胸廓出口症候群(thoracic outlet syndrome,簡稱TOS)或神經叢血管受壓症,有許多其他不同的名稱。它可能是臂神經叢受到壓迫,也可能是鎖骨下動靜脈受到壓迫,或者二者兼併之混合症候群。由於這類手術可能發生嚴重的併發症,而且TOS本身的診斷與評估治療結果的方法仍不明確,因此至今在TOS的治療仍眾說紛紜。我們治療之方針是:1.臨床檢查;2.轉介病人給神經內科醫師做再確認;3.指導病人先接受保守療法;4.當保守療法無效時,則採用外科治療。關於治療這項疾病的手術方法,也不斷在改進。在TOS的手術,我們也做了一些改良:1.採用鎖骨上加鎖骨下的切口;2.同時做第一肋骨及前斜角肌之切除(如果合併有頸肋骨存在,則一併切除); 3.改用Kerrison rongeur來咬斷第一肋骨。本院從1993年1月到1994年12月二年內,共有12位病人接受此法治療(其中一人是兩側性),經平均2年2個月的追蹤,症狀改善率達50%。

並列摘要


Surgical treatment of thoracic outlet syndrome (TOS) was full of controversies, high risks and severe complications. A safer and more effective technique is mandatory in the management of TOS. Since 1993, we have modified our surgical techniques. Combined anterior scalenectomy and near-total resection of first rib effectively decompress the brachial plexus and the subelavian vessels. Supra- and infraclavicular approach, through a small C-shape neck incision, offers a better surgical view of these structures. Kerrison rongeur, a long and slender instrument, enables one to perform more accurate and safer procedures when resecting the first rib.
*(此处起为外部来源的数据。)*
//! 控制台输入
//!
//! tokio 的 stdin 在阻塞线程池里做读取，等待中的读无法被中断，取消后运行时关闭会一直卡住。
//! 这里改由独立的系统线程逐行读 stdin，经 mpsc 通道交给异步端；异步端的读取只是等通道，
//! 随时可以丢弃，进程退出时读线程随之结束。

use std::io;
use std::pin::Pin;
use std::task::{ready, Context, Poll};

use tokio::io::{AsyncBufRead, AsyncRead, ReadBuf};
use tokio::sync::mpsc;

/// 读线程与异步端之间缓冲的行数
const LINE_BUFFER: usize = 16;

/// 通道驱动的行输入：实现 AsyncBufRead，可直接交给 LinePrompt
pub struct ConsoleInput {
    rx: mpsc::Receiver<io::Result<Vec<u8>>>,
    buf: Vec<u8>,
    pos: usize,
}

impl ConsoleInput {
    /// 从通道读取；发送端全部关闭即视为输入结束
    pub fn new(rx: mpsc::Receiver<io::Result<Vec<u8>>>) -> Self {
        Self {
            rx,
            buf: Vec::new(),
            pos: 0,
        }
    }

    /// 启动 stdin 读线程（不 join，随进程退出）
    pub fn stdin() -> Self {
        let (tx, rx) = mpsc::channel(LINE_BUFFER);
        let spawned = std::thread::Builder::new()
            .name("scout-stdin".to_string())
            .spawn(move || pump_lines(io::stdin().lock(), tx));
        if let Err(e) = spawned {
            tracing::error!(error = %e, "failed to start stdin reader, input will read as closed");
        }
        Self::new(rx)
    }
}

/// 逐行转发，直到 EOF、读错误或接收端被丢弃
pub fn pump_lines<R: io::BufRead>(mut reader: R, tx: mpsc::Sender<io::Result<Vec<u8>>>) {
    loop {
        let mut line = Vec::new();
        match reader.read_until(b'\n', &mut line) {
            Ok(0) => break,
            Ok(_) => {
                if tx.blocking_send(Ok(line)).is_err() {
                    break;
                }
            }
            Err(e) => {
                let _ = tx.blocking_send(Err(e));
                break;
            }
        }
    }
}

impl AsyncBufRead for ConsoleInput {
    fn poll_fill_buf(self: Pin<&mut Self>, cx: &mut Context<'_>) -> Poll<io::Result<&[u8]>> {
        let this = self.get_mut();
        while this.pos >= this.buf.len() {
            match ready!(this.rx.poll_recv(cx)) {
                Some(Ok(bytes)) => {
                    this.buf = bytes;
                    this.pos = 0;
                }
                Some(Err(e)) => return Poll::Ready(Err(e)),
                None => return Poll::Ready(Ok(&[])),
            }
        }
        Poll::Ready(Ok(&this.buf[this.pos..]))
    }

    fn consume(self: Pin<&mut Self>, amt: usize) {
        let this = self.get_mut();
        this.pos = (this.pos + amt).min(this.buf.len());
    }
}

impl AsyncRead for ConsoleInput {
    fn poll_read(
        mut self: Pin<&mut Self>,
        cx: &mut Context<'_>,
        out: &mut ReadBuf<'_>,
    ) -> Poll<io::Result<()>> {
        let available = ready!(self.as_mut().poll_fill_buf(cx))?;
        let n = available.len().min(out.remaining());
        out.put_slice(&available[..n]);
        self.consume(n);
        Poll::Ready(Ok(()))
    }
}
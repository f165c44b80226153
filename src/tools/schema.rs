//! 工具调用 JSON Schema 生成（schemars）
//!
//! 将「合法 tool call」的 JSON 结构注入 system prompt，减少 LLM 输出格式错误。

use schemars::{schema_for, JsonSchema};

/// 工具调用请求格式：与 ReAct 解析的 `{"tool": "...", "args": {...}}` 一致（仅用于 Schema 生成）
#[allow(dead_code)]
#[derive(JsonSchema)]
struct ToolCallFormat {
    /// 工具名，如 query_news、search_profiles、get_profile
    pub tool: String,
    /// 工具参数对象，字段依工具而定（topic、name、company、url、query 等）
    pub args: serde_json::Map<String, serde_json::Value>,
}

/// 返回工具调用的 JSON Schema 字符串，可拼入 system prompt
pub fn tool_call_schema_json() -> String {
    let schema = schema_for!(ToolCallFormat);
    serde_json::to_string_pretty(&schema).unwrap_or_default()
}

#[cfg(test)]
mod tests {
    use super::*;

    #[test]
    fn test_schema_requires_tool_and_args() {
        let schema: serde_json::Value = serde_json::from_str(&tool_call_schema_json()).unwrap();
        let required = schema["required"].as_array().unwrap();
        assert!(required.iter().any(|v| v == "tool"));
        assert!(required.iter().any(|v| v == "args"));
    }
}
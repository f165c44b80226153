//! 记忆层：短期对话

pub mod conversation;

pub use conversation::{ConversationMemory, Message, Role};
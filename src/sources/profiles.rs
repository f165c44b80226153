//! RapidAPI 风格的人物检索客户端
//!
//! 检索：GET {base}/search-people?keywords=..&company=..；详情：GET {base}/get-profile-data-by-url?url=..
//! 请求头带 x-rapidapi-key / x-rapidapi-host。检索响应按 items_pointer（默认 /data/items）
//! 取出候选数组；取不到时把原始 body 交给 Selector，由其透传。

use std::time::Duration;

use async_trait::async_trait;
use reqwest::Client;
use serde_json::Value;

use crate::config::ProfileSourceSection;
use crate::selector::RawResponse;
use crate::sources::{ProfileSource, SourceError};

/// 从检索响应中取出候选数组；body 非 JSON 或指针不存在时返回原文
pub fn extract_items(body: String, items_pointer: &str) -> RawResponse {
    let Ok(value) = serde_json::from_str::<Value>(&body) else {
        return RawResponse::Text(body);
    };
    if items_pointer.is_empty() {
        return RawResponse::Json(value);
    }
    match value.pointer(items_pointer) {
        Some(items) => RawResponse::Json(items.clone()),
        None => RawResponse::Text(body),
    }
}

/// HTTP 人物检索源
pub struct HttpProfileSource {
    client: Client,
    base_url: String,
    host: String,
    api_key: String,
    items_pointer: String,
}

impl HttpProfileSource {
    pub fn new(base_url: &str, host: &str, api_key: &str, items_pointer: &str, timeout_secs: u64) -> Self {
        let client = Client::builder()
            .timeout(Duration::from_secs(timeout_secs))
            .build()
            .unwrap_or_default();
        Self {
            client,
            base_url: base_url.trim_end_matches('/').to_string(),
            host: host.to_string(),
            api_key: api_key.to_string(),
            items_pointer: items_pointer.to_string(),
        }
    }

    /// 从 [sources.profiles] 创建；API Key 从 api_key_env 指定的环境变量读取
    pub fn from_config(cfg: &ProfileSourceSection) -> Result<Self, SourceError> {
        let key = std::env::var(&cfg.api_key_env)
            .ok()
            .filter(|k| !k.trim().is_empty())
            .ok_or_else(|| SourceError::MissingApiKey(cfg.api_key_env.clone()))?;
        Ok(Self::new(
            &cfg.base_url,
            &cfg.host,
            &key,
            &cfg.items_pointer,
            cfg.timeout_secs,
        ))
    }

    async fn get_text(&self, path: &str, query: &[(&str, &str)]) -> Result<String, SourceError> {
        let url = format!("{}/{}", self.base_url, path);
        let resp = self
            .client
            .get(&url)
            .header("x-rapidapi-key", &self.api_key)
            .header("x-rapidapi-host", &self.host)
            .query(query)
            .send()
            .await?;
        if !resp.status().is_success() {
            return Err(SourceError::Status(resp.status()));
        }
        Ok(resp.text().await?)
    }
}

#[async_trait]
impl ProfileSource for HttpProfileSource {
    async fn search_people(
        &self,
        name: &str,
        company: Option<&str>,
    ) -> Result<RawResponse, SourceError> {
        tracing::info!(name = %name, company = ?company, "people search");
        let mut query = vec![("keywords", name)];
        if let Some(c) = company.filter(|c| !c.trim().is_empty()) {
            query.push(("company", c));
        }
        let body = self.get_text("search-people", &query).await?;
        Ok(extract_items(body, &self.items_pointer))
    }

    async fn profile_info(&self, url: &str) -> Result<String, SourceError> {
        tracing::info!(url = %url, "profile lookup");
        self.get_text("get-profile-data-by-url", &[("url", url)]).await
    }
}

#[cfg(test)]
mod tests {
    use super::*;

    #[test]
    fn test_extract_items_follows_pointer() {
        let body = r#"{"success":true,"data":{"total":1,"items":[{"fullName":"A"}]}}"#.to_string();
        assert_eq!(
            extract_items(body, "/data/items"),
            RawResponse::Json(serde_json::json!([{"fullName": "A"}]))
        );
    }

    #[test]
    fn test_extract_items_missing_pointer_keeps_body() {
        let body = r#"{"success":false,"message":"quota exceeded"}"#.to_string();
        assert_eq!(
            extract_items(body.clone(), "/data/items"),
            RawResponse::Text(body)
        );
    }

    #[test]
    fn test_extract_items_non_json_keeps_body() {
        let body = "upstream timeout".to_string();
        assert_eq!(extract_items(body.clone(), "/data/items"), RawResponse::Text(body));
    }

    #[test]
    fn test_extract_items_empty_pointer_returns_whole() {
        let body = r#"[{"name":"x"}]"#.to_string();
        assert_eq!(
            extract_items(body, ""),
            RawResponse::Json(serde_json::json!([{"name": "x"}]))
        );
    }
}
From January 1993 to December 1994, twelve patients received the modified techniques to treat TOS. They had at least one and a half year of follow-up. Ten of them got good to excellent result, one fair, and one poor. No surgical complications were resulted.